Ernes Europa

EU-Mindestlohnrichtlinie II: Aus dem Brexit gelernt

Roland Erne

Roland Erne war Chemielaborant und GBI-Jugendsekretär. Seit 2017 ist er Professor für Europäische Integration und Arbeitsbeziehungen am University College Dublin.

In den letzten Monaten mussten sich Lobbyisten für US-Kapitalinteressen in Brüssel wütenden Fragen von US-Spitzenmanagern stellen: Wie konnten Europaparlament und Ministerrat ein EU-Gesetz verabschieden, laut dem
80 Prozent aller Beschäftigten einen Gesamtarbeitsvertrag (GAV) haben sollten? Haben die rechten Parteien keine Mehrheit mehr im Europaparlament? Sind in den meisten EU-Ländern nicht mehr rechte Regierungen an der Macht? Arbeiten die meisten Lobbyistinnen und Lobbyisten in Brüssel nicht mehr für Kapitalinteressen?

Künftig soll für 80 Prozent aller in der EU Beschäftigten ein GAV gelten.

NICHT VERWÄSSERT. Auch der EU-skep­tische Politikwissenschafter Martin ­Höpner war davon überzeugt, dass der EU-Kommissionsentwurf für eine Richtlinie über angemessene Mindestlöhne, wenn überhaupt, nur stark verwässert angenommen wird. Doch wurde die Richtlinie Gesetz, und zwar in einer Fassung, die weiter geht als der Kommissionsvorschlag, der nur einen GAV-Abdeckungsgrad von 70 Prozent verlangte.

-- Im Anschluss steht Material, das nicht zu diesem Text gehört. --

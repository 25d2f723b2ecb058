//! # Propagation Benchmark
//!
//! Pushes values through a chain of pass-through nodes. Each hop activates
//! the next node synchronously and spawns its forwarding task, so this
//! measures push, activation and scheduler overhead together.

use std::sync::Arc;

use criterion::{criterion_group, criterion_main, BenchmarkId, Criterion, Throughput};
use serde_json::json;

use strand_core::graph::{
    commands, ActivationSource, Graph, InitArgs, NodeBehavior, NodeContext, NodeRegistry, PortRef,
    PortSpec,
};
use strand_core::{Engine, GraphError, RuntimeConfig};

struct Relay;

impl NodeBehavior for Relay {
    fn build(&self, ctx: &mut NodeContext<'_>) -> Result<(), GraphError> {
        ctx.add_input(PortSpec::new("in"))?;
        ctx.add_output(PortSpec::new("out"))?;
        Ok(())
    }

    fn edge_activated(
        &self,
        ctx: &mut NodeContext<'_>,
        _port: &str,
        _source: ActivationSource,
    ) -> Result<(), GraphError> {
        if !ctx.is_ready("in")? {
            return Ok(());
        }
        let (input, output) = (ctx.input("in"), ctx.output("out"));
        ctx.spawn("relay", move |graph: &mut Graph| {
            let value = graph.read_input(&input)?;
            graph.push_output(&output, value, false)?;
            Ok(())
        });
        Ok(())
    }
}

struct Source;

impl NodeBehavior for Source {
    fn build(&self, ctx: &mut NodeContext<'_>) -> Result<(), GraphError> {
        ctx.add_output(PortSpec::new("out"))?;
        Ok(())
    }
}

/// Build a source feeding a chain of `length` relays. Returns the engine and
/// the source's output port.
fn chain(length: usize) -> (Engine, PortRef) {
    let registry = NodeRegistry::new();
    registry.register("bench.source", "bench", |_| Ok(Arc::new(Source)));
    registry.register("bench.relay", "bench", |_| Ok(Arc::new(Relay)));
    let mut engine = Engine::new(RuntimeConfig::default(), Arc::new(registry));

    let graph = engine.graph_mut();
    let source = graph.create_node("bench.source", InitArgs::new()).unwrap();
    let mut tail = PortRef::output(source, "out");
    for _ in 0..length {
        let relay = graph.create_node("bench.relay", InitArgs::new()).unwrap();
        graph
            .create_edge(&tail, &PortRef::input(relay, "in"))
            .unwrap();
        tail = PortRef::output(relay, "out");
    }

    (engine, PortRef::output(source, "out"))
}

fn bench_chain(c: &mut Criterion) {
    let mut group = c.benchmark_group("propagation");
    for length in [1usize, 8, 64] {
        group.throughput(Throughput::Elements(length as u64));
        group.bench_with_input(BenchmarkId::new("chain", length), &length, |b, &length| {
            let (mut engine, source) = chain(length);
            b.iter(|| {
                let (task, _reply) = commands::push_output(source.clone(), json!(1), false);
                engine.submit(task);
                engine.run_until_idle();
            });
        });
    }
    group.finish();
}

criterion_group!(benches, bench_chain);
criterion_main!(benches);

Nach der Brexit-Abstimmung realisierten immer mehr EU-Politiker, dass die EU auch Büezerinnen und Büezern eine Perspektive bieten muss, wenn sie nicht auseinanderbrechen will. Eine zentrale Rolle spielte Dennis Radtke, CDU-Europaabgeordneter aus dem Ruhrgebiet. Zusammen mit anderen Abgeordneten verbesserte er den Kommissionsentwurf zu den Mindestlöhnen und setzte diese Verbesserungen in den Verhandlungen mit dem Ministerrat auch durch. Dabei wurden die Abgeordneten nicht nur vom Europäischen Gewerkschaftsbund (EGB) unterstützt, sondern auch von der französischen Regierung. Frankreichs Präsident Emmanuel Macron ist wahrlich kein Freund der Gewerkschaften, dennoch unterstützte er die Richtlinie wie auch der französische Arbeitgeberverband, um fairere Wettbewerbsbedingungen im EU-Binnenmarkt zu schaffen.

UNDURCHSICHTIG. Wie in der Schweiz können rechte Mehrheiten auch in der EU nicht einfach durchregieren, ohne den sozialen und territorialen Zusammenhalt zu gefährden. Gleichzeitig sind die politischen Abläufe in der EU schwer zu verstehen, da kaum einer die Verfahren der EU-Gesetzgebung ganz durchschaut. Dies musste auch Samy (Xavier Lacaille), die Hauptfigur der ausgezeichneten ARD-Serie «Parlament» erfahren, die auf humorvolle Weise die Geschichte jener erzählt, die das Schicksal von 500 Millionen Bürgerinnen und Bürgern in der Hand haben. Obwohl Samy an der Uni viel über die EU gelernt hat, erfährt er gleich an seinem ersten Tag als Praktikant in Brüssel, dass er in keiner Weise auf seinen Posten vorbereitet ist. Wer die EU-Politik verstehen möchte, sollte sich die Serie unbedingt anschauen: rebrand.ly/parlament-serie.